Neurotoxic microglia-provoked neuroinflammation is implicated in cognitive decline in Alzheimer's disease (AD). Supplementation with Ginkgo biloba, phosphatidylserine, Curcuma longa, and propolis is reported to improve the cognitive functions of elderly people; however, the underlying mechanisms of this combination of natural ingredients are unknown. We investigated the effects of a mixture of extracts from propolis, Coffea arabica, Gotu kola, phosphatidylserine, Ginkgo biloba, and Curcuma longa (mixture) on microglia polarization after exposure to amyloid β1-42 (Aβ1-42, 1 μM) and lipopolysaccharide from Porphyromonas gingivalis (PgLPS, 1 μg/mL), using MG6 and BV2 microglial cells.
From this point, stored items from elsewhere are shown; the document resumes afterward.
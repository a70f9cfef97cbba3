//! Request handler definitions
//!
//! Define each route and its handler here.
//! Handlers that are more than a line or two MUST go into a separate module. Keep this module neat and tidy 🙏
//!
//! A note about performance:
//! Since each worker thread processes its requests sequentially, handlers which block the current thread will cause
//! the current worker to stop processing new requests. For this reason any long, non-cpu-bound operation (e.g. the
//! identity provider calls) must be expressed as futures or asynchronous functions, which worker threads execute
//! concurrently. The speed calculation itself is a short, pure, synchronous computation and is fine to run inline.

use actix_web::{get, web, HttpResponse, Responder};
use log::*;
use serde_json::Value;
use speed_engine::{calculate_final_speed, validate_speed_request};

use crate::{
    auth::{AuthApi, IdentityManagement, VerifiedUser},
    data_objects::{CredentialsRequest, LoginResponse, RegisterResponse},
    errors::ServerError,
};

// Web-actix cannot handle generics in handlers, so it's implemented manually using the `route!` macro
#[macro_export]
macro_rules! route {
    ($name:ident => $method:ident $path:literal impl $($bounds:ty),+) => {
        paste::paste! { pub struct [<$name:camel Route>]< $( [< T $bounds:camel> ],)+ >( $( core::marker::PhantomData<fn() -> [< T $bounds:camel> ] >,)+ );}
        paste::paste! { impl< $( [< T $bounds:camel> ],)+ > [<$name:camel Route>]< $( [< T $bounds:camel> ],)+ > {
            #[allow(clippy::new_without_default)]
            pub fn new() -> Self {
                Self($( core::marker::PhantomData::<fn() -> [< T $bounds:camel> ] >,)+)
            }
        }}
        paste::paste! { impl<$( [< T $bounds:camel >] , )+> actix_web::dev::HttpServiceFactory for [<$name:camel Route>]<$([<T $bounds:camel>],)+>
        where
            $([<T $bounds:camel>]: $bounds + 'static,)+
        {
            fn register(self, config: &mut actix_web::dev::AppService) {
                let res = actix_web::Resource::new($path)
                    .name(stringify!($name))
                    .guard(actix_web::guard::$method())
                    .to($name::< $( [< T $bounds:camel >], )+>);
                actix_web::dev::HttpServiceFactory::register(res, config);
            }
        }}
    };

    ($name:ident => $method:ident $path:literal verified_by $bounds:ty) => {
        paste::paste! { pub struct [<$name:camel Route>]<TProvider>(core::marker::PhantomData<fn() -> TProvider>);}
        paste::paste! { impl<TProvider> [<$name:camel Route>]<TProvider> {
            #[allow(clippy::new_without_default)]
            pub fn new() -> Self {
                Self(core::marker::PhantomData::<fn() -> TProvider>)
            }
        }}
        paste::paste! { impl<TProvider> actix_web::dev::HttpServiceFactory for [<$name:camel Route>]<TProvider>
        where
            TProvider: $bounds + 'static,
        {
            fn register(self, config: &mut actix_web::dev::AppService) {
                let res = actix_web::Resource::new($path)
                    .name(stringify!($name))
                    .guard(actix_web::guard::$method())
                    .to($name)
                    .wrap($crate::middleware::BearerAuthMiddlewareFactory::<TProvider>::new());
                actix_web::dev::HttpServiceFactory::register(res, config);
            }
        }}
    };
}

// ----------------------------------------------   Health  ----------------------------------------------------
#[get("/health")]
pub async fn health() -> impl Responder {
    trace!("💻️ Received health check request");
    HttpResponse::Ok().body("👍️\n")
}

// ----------------------------------------------   Banner  ----------------------------------------------------
/// Service banner: the API name and a static route reference, in lieu of a generated docs UI.
#[get("/")]
pub async fn index() -> impl Responder {
    HttpResponse::Ok().json(serde_json::json!({
        "message": "Gaming Speed Calculator API",
        "endpoints": {
            "health": "GET /health",
            "register": "POST /auth/register",
            "login": "POST /auth/login",
            "calculateSpeed": "POST /calculate-speed",
        },
    }))
}

//----------------------------------------------   Auth  ----------------------------------------------------
route!(register => Post "/register" impl IdentityManagement);
/// Route handler for the registration endpoint
///
/// Registers a new user with the identity provider. When auto-confirmation is enabled (the default), the new user
/// is confirmed immediately and can log in straight away; a confirmation failure is logged but does not fail the
/// registration.
pub async fn register<TIdentityManagement>(
    api: web::Data<AuthApi<TIdentityManagement>>,
    body: web::Json<CredentialsRequest>,
) -> Result<HttpResponse, ServerError>
where
    TIdentityManagement: IdentityManagement,
{
    trace!("💻️ Received registration request");
    let (email, password) = body.into_inner().into_credentials()?;
    let user_sub = api.register(&email, &password).await?;
    debug!("💻️ Registered new user {user_sub}");
    let response =
        RegisterResponse { message: "Registration successful. You can now login.".to_string(), user_sub };
    Ok(HttpResponse::Ok().json(response))
}

route!(login => Post "/login" impl IdentityManagement);
/// Route handler for the login endpoint
///
/// Exchanges an email and password for the token bundle issued by the identity provider. The access token from the
/// bundle is what clients present to the protected calculation endpoint.
pub async fn login<TIdentityManagement>(
    api: web::Data<AuthApi<TIdentityManagement>>,
    body: web::Json<CredentialsRequest>,
) -> Result<HttpResponse, ServerError>
where
    TIdentityManagement: IdentityManagement,
{
    trace!("💻️ Received login request");
    let (email, password) = body.into_inner().into_credentials()?;
    let tokens = api.login(&email, &password).await?;
    debug!("💻️ Login successful");
    let response = LoginResponse {
        message: "Login successful".to_string(),
        access_token: tokens.access_token,
        refresh_token: tokens.refresh_token,
        id_token: tokens.id_token,
        expires_in: tokens.expires_in,
    };
    Ok(HttpResponse::Ok().json(response))
}

//----------------------------------------------   Speed  ----------------------------------------------------
route!(calculate_speed => Post "/calculate-speed" verified_by IdentityManagement);
/// Route handler for the speed calculation endpoint
///
/// The body is taken as raw JSON and run through the engine's validator, so that field-level problems surface as
/// the engine's own descriptive errors rather than generic deserialization failures. Malformed JSON never reaches
/// this handler; the transport layer rejects it first.
pub async fn calculate_speed(user: VerifiedUser, body: web::Json<Value>) -> Result<HttpResponse, ServerError> {
    trace!("💻️ Received speed calculation request from {}", user.username);
    let request = validate_speed_request(&body)?;
    let result = calculate_final_speed(&request);
    debug!("💻️ Calculated final speed {} for {}", result.final_speed, user.username);
    Ok(HttpResponse::Ok().json(result))
}
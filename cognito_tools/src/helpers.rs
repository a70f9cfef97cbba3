use hmac::{Hmac, Mac};
use sha2::Sha256;

use crate::CognitoApiError;

type HmacSha256 = Hmac<Sha256>;

/// The Cognito `SecretHash` request field: HMAC-SHA256 over `username + client_id`, keyed with the app client
/// secret and base64-encoded.
pub fn secret_hash(client_secret: &str, username: &str, client_id: &str) -> Result<String, CognitoApiError> {
    let mut mac =
        HmacSha256::new_from_slice(client_secret.as_bytes()).map_err(|e| CognitoApiError::SigningError(e.to_string()))?;
    mac.update(username.as_bytes());
    mac.update(client_id.as_bytes());
    Ok(base64::encode(mac.finalize().into_bytes()))
}
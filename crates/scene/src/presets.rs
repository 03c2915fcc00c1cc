//! Canned scene content. The sun-and-moon scene is the demo the binary
//! ships; tests use it as a known configuration.

use glam::Vec3;
use orrery_common::{BodyId, Color, Transform};

use crate::animate::{PositionTween, ScheduledAction, Spin};
use crate::scene::{AmbientLight, Material, Scene};

/// Fixed rotation applied to the sun each tick.
pub const SUN_SPIN_RADIANS_PER_TICK: f32 = 0.01;
/// One full moon crossing, left to right.
pub const MOON_TWEEN_SECONDS: f32 = 15.0;
/// Scene time at which the sun's base color shifts to red.
pub const SUN_COLOR_DELAY_SECONDS: f32 = 3.0;

const SUN_BASE: u32 = 0xfdb813;
const SUN_EMISSIVE: u32 = 0xffdd00;
const SUN_SHIFTED: u32 = 0xff0000;

/// Handles into the preset scene.
#[derive(Debug, Clone, Copy)]
pub struct SunMoonHandles {
    pub sun: BodyId,
    pub moon: BodyId,
}

/// Build the demo scene: a glowing sun spinning in place, a dark moon
/// tweening across it, dim ambient light, and a one-shot color shift on the
/// sun. Both bodies are tagged into the base and bloom passes.
pub fn sun_and_moon() -> (Scene, SunMoonHandles) {
    let mut scene = Scene::new();
    scene.set_ambient(AmbientLight {
        color: Color::WHITE,
        intensity: 0.1,
    });

    let sun = scene.spawn(
        Transform::at(Vec3::new(0.0, 2.0, -5.0), 1.0),
        Material::emissive(
            Color::from_srgb_hex(SUN_BASE),
            Color::from_srgb_hex(SUN_EMISSIVE),
            2.0,
        ),
    );
    let moon = scene.spawn(
        Transform::at(Vec3::new(-3.0, 1.0, 0.0), 0.52),
        Material::basic(Color::BLACK),
    );
    scene.passes_mut().tag_all(sun);
    scene.passes_mut().tag_all(moon);

    // Registration order is application order: spin before tween, as the
    // frame loop contract lists them.
    scene
        .add_spin(Spin::about_y(sun, SUN_SPIN_RADIANS_PER_TICK))
        .expect("sun exists");
    scene
        .add_tween(PositionTween::looping(
            moon,
            Vec3::new(-3.0, 1.0, 0.0),
            Vec3::new(3.0, 1.0, 0.0),
            MOON_TWEEN_SECONDS,
        ))
        .expect("moon exists");
    scene
        .arm_timer(
            SUN_COLOR_DELAY_SECONDS,
            ScheduledAction::SetBaseColor {
                body: sun,
                color: Color::from_srgb_hex(SUN_SHIFTED),
            },
        )
        .expect("sun exists");

    (scene, SunMoonHandles { sun, moon })
}

#[cfg(test)]
mod tests {
    use super::*;
    use crate::scene::SceneEvent;

    #[test]
    fn preset_has_two_bodies_in_both_passes() {
        let (scene, handles) = sun_and_moon();
        assert_eq!(scene.body_count(), 2);
        for id in [handles.sun, handles.moon] {
            assert!(scene.passes().in_base(id));
            assert!(scene.passes().in_bloom(id));
        }
    }

    #[test]
    fn sun_angle_after_one_hundred_frames() {
        let (mut scene, handles) = sun_and_moon();
        for _ in 0..100 {
            scene.advance(1.0 / 60.0);
        }
        let (_, angle) = scene
            .body(handles.sun)
            .unwrap()
            .transform
            .rotation
            .to_axis_angle();
        assert!((angle - 100.0 * SUN_SPIN_RADIANS_PER_TICK).abs() < 1e-4);
    }

    #[test]
    fn moon_tracks_the_tween_curve() {
        let (mut scene, handles) = sun_and_moon();
        let dt = 1.0 / 60.0;
        for _ in 0..100 {
            scene.advance(dt);
        }
        let t = 100.0 * dt / MOON_TWEEN_SECONDS;
        let expected_x = -3.0 + 6.0 * crate::animate::Ease::default().sample(t);
        let pos = scene.body(handles.moon).unwrap().transform.position;
        assert!((pos.x - expected_x).abs() < 1e-4);
        assert_eq!(pos.y, 1.0);
        assert_eq!(pos.z, 0.0);
    }

    #[test]
    fn sun_shifts_red_exactly_once() {
        let (mut scene, handles) = sun_and_moon();
        let original = scene.body(handles.sun).unwrap().material.base_color;

        // A 64 Hz cadence keeps accumulated scene time exact in f32, so the
        // crossing tick is exact too: 3 s of 1/64 s frames is tick 192.
        let mut fired_at_tick = None;
        for frame in 0..3600u64 {
            scene.advance(1.0 / 64.0);
            if fired_at_tick.is_none()
                && scene
                    .events()
                    .iter()
                    .any(|e| matches!(e, SceneEvent::TimerFired { .. }))
            {
                fired_at_tick = Some(frame + 1);
            }
        }

        let fired: Vec<_> = scene
            .events()
            .iter()
            .filter(|e| matches!(e, SceneEvent::TimerFired { .. }))
            .collect();
        assert_eq!(fired.len(), 1);
        assert_eq!(fired_at_tick, Some(192));

        let shifted = scene.body(handles.sun).unwrap().material.base_color;
        assert_ne!(shifted, original);
        assert_eq!(shifted, Color::from_srgb_hex(0xff0000));
    }

    #[test]
    fn moon_returns_near_start_after_full_cycle() {
        let (mut scene, handles) = sun_and_moon();
        // One full 15 s cycle at 10 Hz plus one extra frame.
        for _ in 0..151 {
            scene.advance(0.1);
        }
        let pos = scene.body(handles.moon).unwrap().transform.position;
        assert!(pos.x < -2.5, "expected wrap to the left edge, got {}", pos.x);
    }
}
Exposure to Aβ1-42 and PgLPS (AL) raised the mRNA expression of IL-1β, TNF-α, and IL-6, nuclear translocation of p65 NF-κB in MG6 cells and BV2 cells, and mitochondrial reactive oxygen species (ROS) production in MG6 cells. The mixture dramatically suppressed the mRNA expression of IL-1β, TNF-α, and IL-6, but significantly promoted that of IL-10, TGFβ1, and BDNF in AL-exposed MG6 and BV2 cells. Furthermore, the mixture significantly suppressed the nuclear translocation of p65 NF-κB but significantly promoted that of NF-E2-related factor 2 (Nrf2) in AL-exposed MG6 and BV2 cells. Furthermore, the mixture significantly ameliorated mitochondrial ROS production but increased mitochondrial membrane potential in MG6 cells. These observations strongly suggest that the mixture demotes the neuropathic polarization of microglia by modulating NF-κB/Nrf2 activation and improving mitochondrial functions. This study supplies the potential mechanisms of the efficacy of a combination of natural ingredients that can be applied in the prevention of cognitive decline in AD and aging by targeting microglia-mediated neuroinflammation.